SOURCE MATERIAL:
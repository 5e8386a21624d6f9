//! Gateway HTTP client for blocks, transactions and validator metrics.
//!
//! Every public query returns `Option`: transport, status and decode
//! failures are logged here and surface as `None`, so callers treat an
//! absent value as "not available yet" instead of handling errors.

use comet_primitives::serde_util::count_from_value;
use comet_primitives::{normalize_hash, BlockSummary, TxSummary};
use futures::future::join_all;
use reqwest::header::HeaderValue;
use reqwest::StatusCode;
use serde::de::DeserializeOwned;
use tracing::{debug, warn};

use crate::error::{Endpoint, GatewayError};
use crate::types::{
    BlockRaw, GatewayConfig, Paged, RpcEnvelope, TxRaw, UptimeRaw, ValidatorPage,
};

/// Keys under which the commit-signature endpoint may report its count.
const SIGNATURE_COUNT_KEYS: &[&str] = &["count", "commit_signatures", "total", "signatures"];

/// HTTP client for the indexer API and the RPC node.
#[derive(Debug, Clone)]
pub struct GatewayClient {
    /// Client configuration.
    config: GatewayConfig,
    /// Underlying HTTP client.
    client: reqwest::Client,
}

impl GatewayClient {
    /// Create a new gateway client with the given configuration.
    pub fn new(config: GatewayConfig) -> Self {
        let client = reqwest::Client::new();
        Self { config, client }
    }

    /// The configuration this client was built with.
    pub fn config(&self) -> &GatewayConfig {
        &self.config
    }

    /// List blocks, most recent first.
    pub async fn blocks(&self, page: u32, page_size: u32) -> Option<Vec<BlockRaw>> {
        let path = format!("block?page={}&page_size={}", page, page_size);
        self.api::<Paged<BlockRaw>>(&path).await.map(|p| p.data)
    }

    /// Get a block by height.
    pub async fn block_by_height(&self, height: u64) -> Option<BlockRaw> {
        self.api(&format!("block/height/{}", height)).await
    }

    /// Get a block by hash.
    pub async fn block_by_hash(&self, hash: &str) -> Option<BlockRaw> {
        self.api(&format!("block/hash/{}", hash)).await
    }

    /// Get the latest block.
    pub async fn latest_block(&self) -> Option<BlockRaw> {
        self.api("block/last").await
    }

    /// Height of the latest block.
    pub async fn latest_height(&self) -> Option<u64> {
        self.latest_block().await.map(|b| b.header.height)
    }

    /// List transactions, most recent first.
    pub async fn transactions(&self, page: u32, page_size: u32) -> Option<Vec<TxRaw>> {
        let path = format!("tx?page={}&page_size={}", page, page_size);
        self.api::<Paged<TxRaw>>(&path).await.map(|p| p.data)
    }

    /// Get a transaction by hash.
    pub async fn transaction(&self, hash: &str) -> Option<TxRaw> {
        self.api(&format!("tx/{}", hash)).await
    }

    /// List one page of the validator set from the RPC node.
    pub async fn validators(&self, page: u32, per_page: u32) -> Option<ValidatorPage> {
        let url = format!(
            "{}/validators?page={}&per_page={}",
            self.config.rpc_url, page, per_page
        );
        self.fetch::<RpcEnvelope<ValidatorPage>>(Endpoint::Rpc, &url)
            .await
            .map(|e| e.result)
    }

    /// Fraction of blocks in `[start, end]` signed by the validator, in `0..=1`.
    pub async fn validator_uptime(&self, address: &str, start: u64, end: u64) -> Option<f64> {
        let path = format!("validator/{}/uptime?start={}&end={}", address, start, end);
        let raw: UptimeRaw = self.api(&path).await?;
        if !(0.0..=1.0).contains(&raw.uptime) {
            warn!(address, uptime = raw.uptime, "uptime outside 0..=1, ignoring");
            return None;
        }
        Some(raw.uptime)
    }

    /// Number of commit signatures recorded for the validator.
    pub async fn validator_commit_signatures(&self, address: &str) -> Option<u64> {
        let path = format!("validator/{}/commit_signatures", address);
        let value: serde_json::Value = self.api(&path).await?;
        let count = count_from_value(&value, SIGNATURE_COUNT_KEYS);
        if count.is_none() {
            warn!(address, body = %value, "unrecognised commit signature payload");
        }
        count
    }

    /// The most recent blocks as summary rows.
    pub async fn recent_blocks(&self, limit: u32) -> Option<Vec<BlockSummary>> {
        let blocks = self.blocks(1, limit).await?;
        Some(blocks.iter().map(BlockRaw::summary).collect())
    }

    /// The most recent transactions as summary rows.
    ///
    /// The indexer's transaction listing carries no height or time, so each
    /// transaction's block is looked up concurrently. Transactions whose
    /// block cannot be fetched are left out.
    pub async fn recent_transactions(&self, limit: u32) -> Option<Vec<TxSummary>> {
        let txs = self.transactions(1, limit).await?;
        let lookups = txs.iter().map(|tx| self.block_by_hash(&tx.block_id));
        let blocks = join_all(lookups).await;

        let rows = txs
            .iter()
            .zip(blocks)
            .filter_map(|(tx, block)| match block {
                Some(block) => Some(TxSummary {
                    hash: normalize_hash(&tx.hash),
                    height: block.header.height,
                    status_code: tx.return_code.unwrap_or_default(),
                    time: block.header.time,
                }),
                None => {
                    debug!(hash = %tx.hash, block_id = %tx.block_id, "dropping tx without block");
                    None
                }
            })
            .collect();
        Some(rows)
    }

    /// GET a path on the indexer API.
    async fn api<T: DeserializeOwned>(&self, path: &str) -> Option<T> {
        let url = format!("{}/{}", self.config.api_url.trim_end_matches('/'), path);
        self.fetch(Endpoint::Indexer, &url).await
    }

    /// Perform a request, logging any failure and mapping it to `None`.
    async fn fetch<T: DeserializeOwned>(&self, endpoint: Endpoint, url: &str) -> Option<T> {
        match self.request(endpoint, url).await {
            Ok(value) => Some(value),
            Err(e) => {
                warn!(url, %endpoint, error = %e, "gateway request failed");
                None
            }
        }
    }

    /// GET `url` and decode the body. The indexer token, if configured, is
    /// only ever sent to the indexer.
    pub(crate) async fn request<T: DeserializeOwned>(
        &self,
        endpoint: Endpoint,
        url: &str,
    ) -> Result<T, GatewayError> {
        let transport = |source| GatewayError::Unreachable { endpoint, source };

        let mut req = self.client.get(url);
        if let (Endpoint::Indexer, Some(token)) = (endpoint, self.token_header()) {
            req = req.header("token", token);
        }

        let resp = req.send().await.map_err(transport)?;
        let status = resp.status();
        if status == StatusCode::NOT_FOUND {
            return Err(GatewayError::NotFound { endpoint });
        }
        if !status.is_success() {
            return Err(GatewayError::Status {
                endpoint,
                status_code: status.as_u16(),
                body: resp.text().await.unwrap_or_default(),
            });
        }

        let body = resp.text().await.map_err(transport)?;
        serde_json::from_str(&body).map_err(|source| GatewayError::Decode { endpoint, source })
    }

    fn token_header(&self) -> Option<HeaderValue> {
        let token = self.config.token.as_deref()?;
        match HeaderValue::from_str(token) {
            Ok(value) => Some(value),
            Err(_) => {
                warn!("configured token is not a valid header value, not sending it");
                None
            }
        }
    }
}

REQUIRED WORK: Each line of the listing is to be printed again, unchanged.

EXPECTED ANSWER:
repository 5e8386a21624d6f9
//! Gateway HTTP client for blocks, transactions and validator metrics.
//!
//! Every public query returns `Option`: transport, status and decode
//! failures are logged here and surface as `None`, so callers treat an
//! absent value as "not available yet" instead of handling errors.

use comet_primitives::serde_util::count_from_value;
use comet_primitives::{normalize_hash, BlockSummary, TxSummary};
use futures::future::join_all;
use reqwest::header::HeaderValue;
use reqwest::StatusCode;
use serde::de::DeserializeOwned;
use tracing::{debug, warn};

use crate::error::{Endpoint, GatewayError};
use crate::types::{
    BlockRaw, GatewayConfig, Paged, RpcEnvelope, TxRaw, UptimeRaw, ValidatorPage,
};

/// Keys under which the commit-signature endpoint may report its count.
const SIGNATURE_COUNT_KEYS: &[&str] = &["count", "commit_signatures", "total", "signatures"];

/// HTTP client for the indexer API and the RPC node.
#[derive(Debug, Clone)]
pub struct GatewayClient {
    /// Client configuration.
    config: GatewayConfig,
    /// Underlying HTTP client.
    client: reqwest::Client,
}

impl GatewayClient {
    /// Create a new gateway client with the given configuration.
    pub fn new(config: GatewayConfig) -> Self {
        let client = reqwest::Client::new();
        Self { config, client }
    }

    /// The configuration this client was built with.
    pub fn config(&self) -> &GatewayConfig {
        &self.config
    }

    /// List blocks, most recent first.
    pub async fn blocks(&self, page: u32, page_size: u32) -> Option<Vec<BlockRaw>> {
        let path = format!("block?page={}&page_size={}", page, page_size);
        self.api::<Paged<BlockRaw>>(&path).await.map(|p| p.data)
    }

    /// Get a block by height.
    pub async fn block_by_height(&self, height: u64) -> Option<BlockRaw> {
        self.api(&format!("block/height/{}", height)).await
    }

    /// Get a block by hash.
    pub async fn block_by_hash(&self, hash: &str) -> Option<BlockRaw> {
        self.api(&format!("block/hash/{}", hash)).await
    }

    /// Get the latest block.
    pub async fn latest_block(&self) -> Option<BlockRaw> {
        self.api("block/last").await
    }

    /// Height of the latest block.
    pub async fn latest_height(&self) -> Option<u64> {
        self.latest_block().await.map(|b| b.header.height)
    }

    /// List transactions, most recent first.
    pub async fn transactions(&self, page: u32, page_size: u32) -> Option<Vec<TxRaw>> {
        let path = format!("tx?page={}&page_size={}", page, page_size);
        self.api::<Paged<TxRaw>>(&path).await.map(|p| p.data)
    }

    /// Get a transaction by hash.
    pub async fn transaction(&self, hash: &str) -> Option<TxRaw> {
        self.api(&format!("tx/{}", hash)).await
    }

    /// List one page of the validator set from the RPC node.
    pub async fn validators(&self, page: u32, per_page: u32) -> Option<ValidatorPage> {
        let url = format!(
            "{}/validators?page={}&per_page={}",
            self.config.rpc_url, page, per_page
        );
        self.fetch::<RpcEnvelope<ValidatorPage>>(Endpoint::Rpc, &url)
            .await
            .map(|e| e.result)
    }

    /// Fraction of blocks in `[start, end]` signed by the validator, in `0..=1`.
    pub async fn validator_uptime(&self, address: &str, start: u64, end: u64) -> Option<f64> {
        let path = format!("validator/{}/uptime?start={}&end={}", address, start, end);
        let raw: UptimeRaw = self.api(&path).await?;
        if !(0.0..=1.0).contains(&raw.uptime) {
            warn!(address, uptime = raw.uptime, "uptime outside 0..=1, ignoring");
            return None;
        }
        Some(raw.uptime)
    }

    /// Number of commit signatures recorded for the validator.
    pub async fn validator_commit_signatures(&self, address: &str) -> Option<u64> {
        let path = format!("validator/{}/commit_signatures", address);
        let value: serde_json::Value = self.api(&path).await?;
        let count = count_from_value(&value, SIGNATURE_COUNT_KEYS);
        if count.is_none() {
            warn!(address, body = %value, "unrecognised commit signature payload");
        }
        count
    }

    /// The most recent blocks as summary rows.
    pub async fn recent_blocks(&self, limit: u32) -> Option<Vec<BlockSummary>> {
        let blocks = self.blocks(1, limit).await?;
        Some(blocks.iter().map(BlockRaw::summary).collect())
    }

    /// The most recent transactions as summary rows.
    ///
    /// The indexer's transaction listing carries no height or time, so each
    /// transaction's block is looked up concurrently. Transactions whose
    /// block cannot be fetched are left out.
    pub async fn recent_transactions(&self, limit: u32) -> Option<Vec<TxSummary>> {
        let txs = self.transactions(1, limit).await?;
        let lookups = txs.iter().map(|tx| self.block_by_hash(&tx.block_id));
        let blocks = join_all(lookups).await;

        let rows = txs
            .iter()
            .zip(blocks)
            .filter_map(|(tx, block)| match block {
                Some(block) => Some(TxSummary {
                    hash: normalize_hash(&tx.hash),
                    height: block.header.height,
                    status_code: tx.return_code.unwrap_or_default(),
                    time: block.header.time,
                }),
                None => {
                    debug!(hash = %tx.hash, block_id = %tx.block_id, "dropping tx without block");
                    None
                }
            })
            .collect();
        Some(rows)
    }

    /// GET a path on the indexer API.
    async fn api<T: DeserializeOwned>(&self, path: &str) -> Option<T> {
        let url = format!("{}/{}", self.config.api_url.trim_end_matches('/'), path);
        self.fetch(Endpoint::Indexer, &url).await
    }

    /// Perform a request, logging any failure and mapping it to `None`.
    async fn fetch<T: DeserializeOwned>(&self, endpoint: Endpoint, url: &str) -> Option<T> {
        match self.request(endpoint, url).await {
            Ok(value) => Some(value),
            Err(e) => {
                warn!(url, %endpoint, error = %e, "gateway request failed");
                None
            }
        }
    }

    /// GET `url` and decode the body. The indexer token, if configured, is
    /// only ever sent to the indexer.
    pub(crate) async fn request<T: DeserializeOwned>(
        &self,
        endpoint: Endpoint,
        url: &str,
    ) -> Result<T, GatewayError> {
        let transport = |source| GatewayError::Unreachable { endpoint, source };

        let mut req = self.client.get(url);
        if let (Endpoint::Indexer, Some(token)) = (endpoint, self.token_header()) {
            req = req.header("token", token);
        }

        let resp = req.send().await.map_err(transport)?;
        let status = resp.status();
        if status == StatusCode::NOT_FOUND {
            return Err(GatewayError::NotFound { endpoint });
        }
        if !status.is_success() {
            return Err(GatewayError::Status {
                endpoint,
                status_code: status.as_u16(),
                body: resp.text().await.unwrap_or_default(),
            });
        }

        let body = resp.text().await.map_err(transport)?;
        serde_json::from_str(&body).map_err(|source| GatewayError::Decode { endpoint, source })
    }

    fn token_header(&self) -> Option<HeaderValue> {
        let token = self.config.token.as_deref()?;
        match HeaderValue::from_str(token) {
            Ok(value) => Some(value),
            Err(_) => {
                warn!("configured token is not a valid header value, not sending it");
                None
            }
        }
    }
}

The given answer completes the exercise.